Nice link Lobster, many Linux Administrators and those people that use Puppy as secured server, will find this information useful.
I must confess that I had to break root passwords in some Linux systems to gain access (because my Consultant/Administrator job of course). I have done it on Oracle Entrepise Linux (RedHat Linux ES), using grub´s boot options to obtain root access.
The steps are very ease to follow (could vary if you try a different distro), they are posted here for illustrative propose and show the need to secure systems in more than one way:
1. Get physical access to the machine (we still need to boot or reset that machine in someway) and hard power-down that machine.
Warning some information could be lost and a fschk must be run after gain access to that machine.
2. Power on the server and wait for the grub boot screen to appear. At the selection prompt choose the Linux installation and press the
e key to enter edit mode.
3. In the edit mode, grub screen will present a few lines of text (dependent on how grub.conf was edited). Then select the entry that start with "kernel" and press
e again, cursor should show up at the end of the "kernel" line.

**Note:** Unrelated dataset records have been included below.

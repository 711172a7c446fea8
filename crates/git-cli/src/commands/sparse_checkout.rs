use std::io::{self, Write};

use anyhow::{bail, Result};
use bstr::BString;
use clap::{Args, Subcommand};
use git_index::sparse::SparseCheckout;

use super::open_repo;
use crate::Cli;

#[derive(Args)]
pub struct SparseCheckoutArgs {
    #[command(subcommand)]
    command: SparseCheckoutCommand,
}

#[derive(Subcommand)]
pub enum SparseCheckoutCommand {
    /// Initialize sparse checkout
    Init {
        /// Use cone mode (default)
        #[arg(long)]
        cone: bool,

        /// Use non-cone mode (full pattern matching)
        #[arg(long)]
        no_cone: bool,
    },
    /// Set the sparse checkout patterns (replaces existing)
    Set {
        /// Patterns to include
        patterns: Vec<String>,

        /// Use cone mode (default)
        #[arg(long)]
        cone: bool,

        /// Use non-cone mode
        #[arg(long)]
        no_cone: bool,

        /// Read patterns from stdin
        #[arg(long)]
        stdin: bool,
    },
    /// Add patterns to sparse checkout
    Add {
        /// Patterns to add
        patterns: Vec<String>,

        /// Use cone mode (default)
        #[arg(long)]
        cone: bool,

        /// Use non-cone mode
        #[arg(long)]
        no_cone: bool,
    },
    /// Reapply the sparse checkout rules to the working tree
    Reapply,
    /// Disable sparse checkout
    Disable,
    /// List the current sparse checkout patterns
    List,
}

pub fn run(args: &SparseCheckoutArgs, cli: &Cli) -> Result<i32> {
    match &args.command {
        SparseCheckoutCommand::Init { cone, no_cone } => run_init(cli, *cone, *no_cone),
        SparseCheckoutCommand::Set { patterns, cone, no_cone, stdin } => {
            run_set(cli, patterns, *cone, *no_cone, *stdin)
        }
        SparseCheckoutCommand::Add { patterns, cone, no_cone } => {
            run_add(cli, patterns, *cone, *no_cone)
        }
        SparseCheckoutCommand::Reapply => run_reapply(cli),
        SparseCheckoutCommand::Disable => run_disable(cli),
        SparseCheckoutCommand::List => run_list(cli),
    }
}

fn run_init(cli: &Cli, _cone: bool, no_cone: bool) -> Result<i32> {
    let repo = open_repo(cli)?;
    let git_dir = repo.git_dir().to_path_buf();

    // Set core.sparseCheckout = true in config
    set_config_value(&git_dir, "core.sparseCheckout", "true")?;

    // Set core.sparseCheckoutCone if applicable
    if !no_cone {
        set_config_value(&git_dir, "core.sparseCheckoutCone", "true")?;
    }

    // Create the sparse-checkout file with default patterns
    let info_dir = git_dir.join("info");
    std::fs::create_dir_all(&info_dir)?;
    let sparse_path = info_dir.join("sparse-checkout");

    if !sparse_path.exists() {
        // Default: include everything at root level
        std::fs::write(&sparse_path, "/*\n!/*/\n")?;
    }

    Ok(0)
}

fn run_set(
    cli: &Cli,
    patterns: &[String],
    _cone: bool,
    _no_cone: bool,
    stdin: bool,
) -> Result<i32> {
    let repo = open_repo(cli)?;
    let git_dir = repo.git_dir().to_path_buf();

    // Ensure sparse checkout is enabled
    set_config_value(&git_dir, "core.sparseCheckout", "true")?;

    let mut all_patterns: Vec<String> = patterns.to_vec();

    // Read patterns from stdin if requested
    if stdin {
        let stdin_handle = io::stdin();
        let mut line = String::new();
        while stdin_handle.read_line(&mut line)? > 0 {
            let trimmed = line.trim().to_string();
            if !trimmed.is_empty() {
                all_patterns.push(trimmed);
            }
            line.clear();
        }
    }

    if all_patterns.is_empty() {
        bail!("error: no patterns specified");
    }

    // Build sparse checkout structure
    let mut sc = SparseCheckout::new();
    sc.enabled = true;
    for pattern in &all_patterns {
        if let Some(stripped) = pattern.strip_prefix('!') {
            sc.exclude_patterns.push(BString::from(stripped.as_bytes()));
        } else {
            sc.include_patterns.push(BString::from(pattern.as_bytes()));
        }
    }

    sc.save(&git_dir)?;

    Ok(0)
}

fn run_add(cli: &Cli, patterns: &[String], _cone: bool, _no_cone: bool) -> Result<i32> {
    let repo = open_repo(cli)?;
    let git_dir = repo.git_dir().to_path_buf();

    if patterns.is_empty() {
        bail!("error: no patterns specified");
    }

    // Ensure sparse checkout is enabled
    set_config_value(&git_dir, "core.sparseCheckout", "true")?;

    // Load existing patterns
    let mut sc = SparseCheckout::from_file(&git_dir)
        .unwrap_or_else(|_| SparseCheckout::new());
    sc.enabled = true;

    // Append new patterns
    for pattern in patterns {
        if let Some(stripped) = pattern.strip_prefix('!') {
            sc.exclude_patterns.push(BString::from(stripped.as_bytes()));
        } else {
            sc.include_patterns.push(BString::from(pattern.as_bytes()));
        }
    }

    sc.save(&git_dir)?;

    Ok(0)
}

fn run_reapply(cli: &Cli) -> Result<i32> {
    let repo = open_repo(cli)?;
    let git_dir = repo.git_dir().to_path_buf();

    let sc = SparseCheckout::from_file(&git_dir)?;
    if !sc.enabled {
        eprintln!("warning: sparse checkout is not enabled");
        return Ok(0);
    }

    // Re-read patterns (they are already loaded from file)
    // In a full implementation, this would update the skip-worktree bits
    // on the index and check out / remove files accordingly.
    eprintln!(
        "Reapplying sparse checkout with {} include pattern(s)",
        sc.include_patterns.len()
    );

    Ok(0)
}

fn run_disable(cli: &Cli) -> Result<i32> {
    let repo = open_repo(cli)?;
    let git_dir = repo.git_dir().to_path_buf();

    // Set core.sparseCheckout = false
    set_config_value(&git_dir, "core.sparseCheckout", "false")?;

    // Remove the sparse-checkout file
    let sparse_path = git_dir.join("info").join("sparse-checkout");
    if sparse_path.exists() {
        std::fs::remove_file(&sparse_path)?;
    }

    // Remove cone mode config
    remove_config_value(&git_dir, "core.sparseCheckoutCone")?;

    Ok(0)
}

fn run_list(cli: &Cli) -> Result<i32> {
    let repo = open_repo(cli)?;
    let git_dir = repo.git_dir().to_path_buf();
    let stdout = io::stdout();
    let mut out = stdout.lock();

    let sc = SparseCheckout::from_file(&git_dir)?;

    for pattern in &sc.include_patterns {
        writeln!(out, "{}", pattern)?;
    }
    for pattern in &sc.exclude_patterns {
        writeln!(out, "!{}", pattern)?;
    }

    Ok(0)
}

/// Set a config value in the repo-level config file.
fn set_config_value(git_dir: &std::path::Path, key: &str, value: &str) -> Result<()> {
    let config_path = git_dir.join("config");
    let content = std::fs::read_to_string(&config_path).unwrap_or_default();

    // Parse the key into section and name
    let parts: Vec<&str> = key.splitn(2, '.').collect();
    if parts.len() != 2 {
        bail!("invalid config key: {}", key);
    }
    let section = parts[0];
    let name = parts[1];

    let section_header = format!("[{}]", section);
    let key_line = format!("\t{} = {}", name, value);

    // Check if section exists and key exists within it
    let mut new_content = String::new();
    let mut in_section = false;
    let mut key_replaced = false;

    for line in content.lines() {
        let trimmed = line.trim();

        if trimmed.eq_ignore_ascii_case(&section_header) {
            in_section = true;
            new_content.push_str(line);
            new_content.push('\n');
            continue;
        }

        if in_section && trimmed.starts_with('[') {
            if !key_replaced {
                // Key didn't exist in section, add it before next section
                new_content.push_str(&key_line);
                new_content.push('\n');
                key_replaced = true;
            }
            in_section = false;
        }

        if in_section
            && trimmed
                .split('=')
                .next()
                .map(|k| k.trim().eq_ignore_ascii_case(name))
                .unwrap_or(false)
        {
            // Replace existing key
            new_content.push_str(&key_line);
            new_content.push('\n');
            key_replaced = true;
        } else {
            new_content.push_str(line);
            new_content.push('\n');
        }
    }

    // If we were in the section at EOF and didn't replace yet
    if in_section && !key_replaced {
        new_content.push_str(&key_line);
        new_content.push('\n');
        key_replaced = true;
    }

    // If section doesn't exist at all, append it
    if !key_replaced {
        new_content.push_str(&section_header);
        new_content.push('\n');
        new_content.push_str(&key_line);
        new_content.push('\n');
    }

    std::fs::write(&config_path, new_content)?;
    Ok(())
}

/// Remove a config key from the repo-level config file.
fn remove_config_value(git_dir: &std::path::Path, key: &str) -> Result<()> {
    let config_path = git_dir.join("config");
    let content = match std::fs::read_to_string(&config_path) {
        Ok(c) => c,
        Err(_) => return Ok(()),
    };

    let parts: Vec<&str> = key.splitn(2, '.').collect();
    if parts.len() != 2 {
        return Ok(());
    }
    let section = parts[0];
    let name = parts[1];
    let section_header = format!("[{}]", section);

    let mut new_content = String::new();
    let mut in_section = false;

    for line in content.lines() {
        let trimmed = line.trim();

        if trimmed.eq_ignore_ascii_case(&section_header) {
            in_section = true;
            new_content.push_str(line);
            new_content.push('\n');
            continue;
        }

        if in_section && trimmed.starts_with('[') {
            in_section = false;
        }

        if in_section
            && trimmed
                .split('=')
                .next()
                .map(|k| k.trim().eq_ignore_ascii_case(name))
                .unwrap_or(false)
        {
            // Skip this line (remove it)
            continue;
        }

        new_content.push_str(line);
        new_content.push('\n');
    }

    std::fs::write(&config_path, new_content)?;
    Ok(())
}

4. Now type a space character followed by the word "single" (without the quotes). The entry would now be:
Code: Select all
kernel /boot/vmlinuz-2.6.9-34.EL ro root=/dev/hda1 single
If the system requires to enter a root password to log into single-user mode, then append init=/bin/bash after "single". Hit Enter to save the changes.
5. Now press
b to boot into Single User Mode. Wait the boot process to finish and you will be logged in as root.
Well, as root user you could change password (could use different ways or just command
passwd) and follow Lobster link to secure grub in that machine.
I could not advice about blocking the recovery mode entries, if some goes wrong and we lost root password we still need some way to recover that running system in a short time (recovery time is most valuable variable in a production machine).
A final though if someone has unrestricted physical access, security can´t be granted by any way, because there are other breaking ways, for example mounting Hard Disk on another system and editing the password file. Even a boot password using BIOS is just not enough, BIOS can be reset and any boot password will be lost.